**Task details:** Go through the entries below and copy each line that holds the word "struct".

**Collected data:**
============================================================

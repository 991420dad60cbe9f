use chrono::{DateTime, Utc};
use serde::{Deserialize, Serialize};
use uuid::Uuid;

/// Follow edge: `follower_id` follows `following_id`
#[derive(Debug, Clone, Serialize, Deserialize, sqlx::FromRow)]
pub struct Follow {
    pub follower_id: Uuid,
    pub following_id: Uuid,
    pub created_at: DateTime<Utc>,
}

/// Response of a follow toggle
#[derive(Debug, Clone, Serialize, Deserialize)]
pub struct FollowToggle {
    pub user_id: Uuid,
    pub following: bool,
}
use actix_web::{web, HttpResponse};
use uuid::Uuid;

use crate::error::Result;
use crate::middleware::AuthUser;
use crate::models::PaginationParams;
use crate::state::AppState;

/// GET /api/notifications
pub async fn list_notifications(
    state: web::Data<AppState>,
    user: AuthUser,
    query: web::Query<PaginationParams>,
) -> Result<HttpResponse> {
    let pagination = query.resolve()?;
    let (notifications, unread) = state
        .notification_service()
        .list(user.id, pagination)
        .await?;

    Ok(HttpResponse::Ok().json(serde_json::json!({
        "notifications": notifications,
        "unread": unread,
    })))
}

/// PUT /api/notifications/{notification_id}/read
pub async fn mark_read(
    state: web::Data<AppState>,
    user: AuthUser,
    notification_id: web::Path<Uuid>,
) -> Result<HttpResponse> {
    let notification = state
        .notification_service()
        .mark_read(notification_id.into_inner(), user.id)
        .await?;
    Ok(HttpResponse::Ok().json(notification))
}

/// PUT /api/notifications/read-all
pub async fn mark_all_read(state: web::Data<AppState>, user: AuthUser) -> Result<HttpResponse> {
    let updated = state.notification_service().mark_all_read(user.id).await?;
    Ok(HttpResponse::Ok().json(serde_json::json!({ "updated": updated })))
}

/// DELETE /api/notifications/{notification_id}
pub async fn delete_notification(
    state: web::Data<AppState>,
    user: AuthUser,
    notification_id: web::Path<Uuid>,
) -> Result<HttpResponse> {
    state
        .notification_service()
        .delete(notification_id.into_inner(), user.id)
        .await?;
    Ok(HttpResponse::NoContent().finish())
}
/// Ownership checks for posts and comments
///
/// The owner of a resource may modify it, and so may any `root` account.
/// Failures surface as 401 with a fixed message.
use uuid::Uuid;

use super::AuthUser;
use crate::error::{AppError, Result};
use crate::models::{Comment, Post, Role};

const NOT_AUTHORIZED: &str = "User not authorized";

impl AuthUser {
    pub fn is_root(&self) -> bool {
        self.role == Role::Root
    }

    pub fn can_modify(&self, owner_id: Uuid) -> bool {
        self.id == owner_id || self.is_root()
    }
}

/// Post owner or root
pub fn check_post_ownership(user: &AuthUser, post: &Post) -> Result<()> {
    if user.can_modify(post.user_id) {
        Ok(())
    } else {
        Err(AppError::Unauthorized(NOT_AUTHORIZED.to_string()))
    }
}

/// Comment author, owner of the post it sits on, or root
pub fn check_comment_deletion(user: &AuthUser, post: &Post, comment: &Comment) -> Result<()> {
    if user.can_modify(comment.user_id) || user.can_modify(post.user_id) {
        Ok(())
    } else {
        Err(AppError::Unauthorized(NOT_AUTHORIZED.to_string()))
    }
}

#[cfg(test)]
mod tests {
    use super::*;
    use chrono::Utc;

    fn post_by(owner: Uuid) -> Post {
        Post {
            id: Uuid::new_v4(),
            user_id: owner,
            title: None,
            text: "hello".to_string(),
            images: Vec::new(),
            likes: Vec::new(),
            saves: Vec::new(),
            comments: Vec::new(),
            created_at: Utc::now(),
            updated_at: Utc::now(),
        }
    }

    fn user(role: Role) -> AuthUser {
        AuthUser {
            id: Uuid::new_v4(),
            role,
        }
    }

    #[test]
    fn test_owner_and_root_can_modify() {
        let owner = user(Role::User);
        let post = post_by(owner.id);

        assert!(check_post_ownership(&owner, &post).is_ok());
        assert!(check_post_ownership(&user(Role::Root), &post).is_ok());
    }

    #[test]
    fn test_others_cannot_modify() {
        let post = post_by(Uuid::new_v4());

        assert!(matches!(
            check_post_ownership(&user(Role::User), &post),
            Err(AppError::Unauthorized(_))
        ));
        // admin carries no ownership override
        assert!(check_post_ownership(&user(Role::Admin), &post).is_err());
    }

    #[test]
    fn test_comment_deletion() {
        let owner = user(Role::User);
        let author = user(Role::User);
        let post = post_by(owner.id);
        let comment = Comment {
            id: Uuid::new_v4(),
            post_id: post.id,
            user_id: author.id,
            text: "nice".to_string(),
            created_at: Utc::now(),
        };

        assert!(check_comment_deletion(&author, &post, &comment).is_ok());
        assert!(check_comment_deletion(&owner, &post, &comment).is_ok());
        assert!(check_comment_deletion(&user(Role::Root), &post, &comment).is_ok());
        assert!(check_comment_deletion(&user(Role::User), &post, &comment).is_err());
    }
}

============================================================

**Output of the exercise:**
pub struct Follow {
pub struct FollowToggle {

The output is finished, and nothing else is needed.